Routes to market

How to set up a business abroad

What you’ll learn

  • if setting up a new business is the right option for you
  • the challenges you may face
  • the first steps you need to take to set up abroad

Deciding whether to set up a business abroad

You've established there's demand for your product or service in an overseas market and you're already successfully selling into it either directly or through an agent or a distributor. Your next step to consolidate that market could be to set up a business locally.

Choose this if:

you’re an experienced exporter with an ambitious expansion programme

you need a local presence to bid for government contracts

Do not choose this if:

you’re new to exporting or risk-averse

you’re just testing a market to assess its potential

you do not have the finance to cover additional costs

Pros

  • Increases brand visibility and trust
  • Improves customer support
  • Provides potential for greater rewards

Cons

  • Set-up costs and risks
  • Language and cultural barriers
  • Foreign rules and regulations

Challenges

You should be aware that you may not be able to simply replicate your existing UK business into another market. The challenges you will face in setting up a business will vary as some markets are more straightforward than others.

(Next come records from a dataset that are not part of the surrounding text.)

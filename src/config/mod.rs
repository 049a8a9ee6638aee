pub mod defaults;
pub mod settings;

pub use settings::CompressionConfig;
use std::time::Duration;

/// Lowest accepted target resolution in pixels per inch
pub const MIN_TARGET_PPI: u32 = 50;

/// Highest accepted target resolution in pixels per inch
pub const MAX_TARGET_PPI: u32 = 300;

/// Lowest accepted JPEG quality
pub const MIN_JPEG_QUALITY: u8 = 10;

/// Highest accepted JPEG quality
pub const MAX_JPEG_QUALITY: u8 = 95;

/// Balanced mode: good balance between size and quality
pub const BALANCED_PPI: u32 = 150;
pub const BALANCED_QUALITY: u8 = 75;

/// Aggressive mode: smaller size, noticeable quality loss
pub const AGGRESSIVE_PPI: u32 = 96;
pub const AGGRESSIVE_QUALITY: u8 = 65;

/// Extreme mode: lowest quality, smallest size, metadata removed
pub const EXTREME_PPI: u32 = 72;
pub const EXTREME_QUALITY: u8 = 50;

/// Longest side of a letter/A4 page in inches, rounded up.
/// Images are sized against this rather than the page box they sit on.
pub const ASSUMED_PAGE_INCHES: u32 = 12;

/// Wall-clock budget for decoding, resizing and encoding one image
pub const DEFAULT_IMAGE_TIME_BUDGET: Duration = Duration::from_secs(10);

/// Images above this pixel count are skipped instead of decoded (~100 MP)
pub const MAX_IMAGE_PIXELS: u64 = 100_000_000;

Once you've established your customer base and chosen a location, you should carry out thorough research. The following list is a good place to start, but there may be other areas you should look at, depending on your market and sector. Research:

  • rules and regulations so you can comply with the law
  • local sales taxes
  • the ease of recruiting staff members
  • immigration laws, if you need to relocate staff
  • social security and insurance
  • how to protect your intellectual property

Taking the first steps

  1. Seek advice from other UK businesses already present in your target market
  2. Get legal and financial advice from local in-market lawyers, accountants and banks
  3. Look out for support and incentives from local government inward-investment agencies

Rising incomes and low inflation are positive signs that a market could be a good place to set up your business.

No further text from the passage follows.